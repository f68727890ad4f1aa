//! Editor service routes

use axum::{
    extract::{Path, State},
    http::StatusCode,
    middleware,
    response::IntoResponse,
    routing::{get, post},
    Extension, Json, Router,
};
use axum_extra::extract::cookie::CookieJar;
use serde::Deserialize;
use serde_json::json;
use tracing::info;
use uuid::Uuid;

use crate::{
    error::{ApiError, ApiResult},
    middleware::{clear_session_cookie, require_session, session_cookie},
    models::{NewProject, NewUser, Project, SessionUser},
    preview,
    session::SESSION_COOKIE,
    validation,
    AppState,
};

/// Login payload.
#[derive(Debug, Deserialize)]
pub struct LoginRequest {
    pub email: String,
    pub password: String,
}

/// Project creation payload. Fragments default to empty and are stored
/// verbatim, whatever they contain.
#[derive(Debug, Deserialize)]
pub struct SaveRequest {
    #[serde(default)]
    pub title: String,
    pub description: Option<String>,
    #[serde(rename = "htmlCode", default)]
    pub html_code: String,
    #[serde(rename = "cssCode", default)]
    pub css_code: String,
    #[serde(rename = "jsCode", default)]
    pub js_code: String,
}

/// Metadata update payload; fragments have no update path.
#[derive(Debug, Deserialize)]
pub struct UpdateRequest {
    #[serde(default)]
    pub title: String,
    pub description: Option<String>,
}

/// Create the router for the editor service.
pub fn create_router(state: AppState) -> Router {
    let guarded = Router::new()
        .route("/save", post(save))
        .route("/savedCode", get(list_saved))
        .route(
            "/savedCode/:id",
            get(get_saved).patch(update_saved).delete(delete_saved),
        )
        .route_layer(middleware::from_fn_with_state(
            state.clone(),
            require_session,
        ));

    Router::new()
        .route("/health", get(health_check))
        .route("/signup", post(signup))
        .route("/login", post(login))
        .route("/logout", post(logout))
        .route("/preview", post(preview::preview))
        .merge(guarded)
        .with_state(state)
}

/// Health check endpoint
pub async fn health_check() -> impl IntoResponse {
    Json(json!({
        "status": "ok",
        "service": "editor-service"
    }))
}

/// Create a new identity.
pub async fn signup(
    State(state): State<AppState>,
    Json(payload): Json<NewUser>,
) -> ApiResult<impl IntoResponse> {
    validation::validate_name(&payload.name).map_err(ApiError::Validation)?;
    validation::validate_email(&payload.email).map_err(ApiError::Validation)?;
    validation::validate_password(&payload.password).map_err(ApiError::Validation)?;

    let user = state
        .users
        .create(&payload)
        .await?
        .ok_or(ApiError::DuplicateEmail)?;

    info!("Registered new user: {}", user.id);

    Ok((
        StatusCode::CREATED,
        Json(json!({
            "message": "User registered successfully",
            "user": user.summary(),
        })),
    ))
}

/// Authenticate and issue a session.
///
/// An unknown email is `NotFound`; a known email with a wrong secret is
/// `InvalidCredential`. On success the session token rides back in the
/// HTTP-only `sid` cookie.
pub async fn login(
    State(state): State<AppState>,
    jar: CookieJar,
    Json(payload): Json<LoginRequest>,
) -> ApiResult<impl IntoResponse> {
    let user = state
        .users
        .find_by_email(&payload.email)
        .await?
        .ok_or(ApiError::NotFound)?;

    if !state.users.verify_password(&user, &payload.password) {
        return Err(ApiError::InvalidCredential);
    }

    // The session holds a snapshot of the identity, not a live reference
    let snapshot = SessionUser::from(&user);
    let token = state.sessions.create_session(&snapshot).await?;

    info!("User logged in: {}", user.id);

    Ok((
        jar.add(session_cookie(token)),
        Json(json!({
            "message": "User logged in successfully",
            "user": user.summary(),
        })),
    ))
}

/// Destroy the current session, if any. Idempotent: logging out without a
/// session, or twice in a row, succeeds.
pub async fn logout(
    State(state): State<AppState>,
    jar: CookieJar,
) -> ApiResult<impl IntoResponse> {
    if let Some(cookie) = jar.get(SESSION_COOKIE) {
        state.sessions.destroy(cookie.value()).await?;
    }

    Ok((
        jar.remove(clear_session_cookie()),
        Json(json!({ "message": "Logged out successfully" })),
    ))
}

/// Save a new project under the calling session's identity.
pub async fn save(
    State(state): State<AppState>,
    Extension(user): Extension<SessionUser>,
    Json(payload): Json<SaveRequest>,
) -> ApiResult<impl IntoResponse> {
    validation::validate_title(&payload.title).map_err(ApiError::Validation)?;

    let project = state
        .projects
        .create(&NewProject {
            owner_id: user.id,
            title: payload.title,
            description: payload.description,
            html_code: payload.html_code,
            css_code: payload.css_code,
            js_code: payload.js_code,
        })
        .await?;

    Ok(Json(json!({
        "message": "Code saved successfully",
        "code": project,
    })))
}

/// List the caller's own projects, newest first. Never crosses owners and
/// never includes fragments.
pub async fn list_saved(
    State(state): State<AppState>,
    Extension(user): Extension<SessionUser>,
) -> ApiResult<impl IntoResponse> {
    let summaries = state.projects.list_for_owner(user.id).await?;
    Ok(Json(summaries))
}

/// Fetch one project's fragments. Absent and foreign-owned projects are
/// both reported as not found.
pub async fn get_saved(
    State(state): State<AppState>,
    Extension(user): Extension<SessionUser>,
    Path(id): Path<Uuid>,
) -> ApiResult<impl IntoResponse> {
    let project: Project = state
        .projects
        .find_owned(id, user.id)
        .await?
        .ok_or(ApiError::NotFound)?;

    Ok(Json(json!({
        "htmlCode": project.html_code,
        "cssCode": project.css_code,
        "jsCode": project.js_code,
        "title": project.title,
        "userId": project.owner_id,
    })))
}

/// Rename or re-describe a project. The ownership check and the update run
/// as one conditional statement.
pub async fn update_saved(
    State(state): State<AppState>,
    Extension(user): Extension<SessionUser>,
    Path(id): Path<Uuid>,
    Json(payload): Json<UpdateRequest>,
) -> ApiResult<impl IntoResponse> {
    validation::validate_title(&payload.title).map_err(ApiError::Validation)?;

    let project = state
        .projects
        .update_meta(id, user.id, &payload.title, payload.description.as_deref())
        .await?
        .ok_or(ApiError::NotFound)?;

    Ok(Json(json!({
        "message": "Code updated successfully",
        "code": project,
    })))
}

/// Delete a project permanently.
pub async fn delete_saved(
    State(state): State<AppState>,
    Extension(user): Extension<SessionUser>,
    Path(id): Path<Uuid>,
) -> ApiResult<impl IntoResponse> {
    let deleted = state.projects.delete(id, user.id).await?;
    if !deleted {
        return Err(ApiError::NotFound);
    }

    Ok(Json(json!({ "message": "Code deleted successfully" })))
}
------------------------------------
* _EXERCISE REQUIREMENTS_: Each line of the entries that holds "message" should be counted, and only the total given.

* _EXPECTED ANSWER_: 6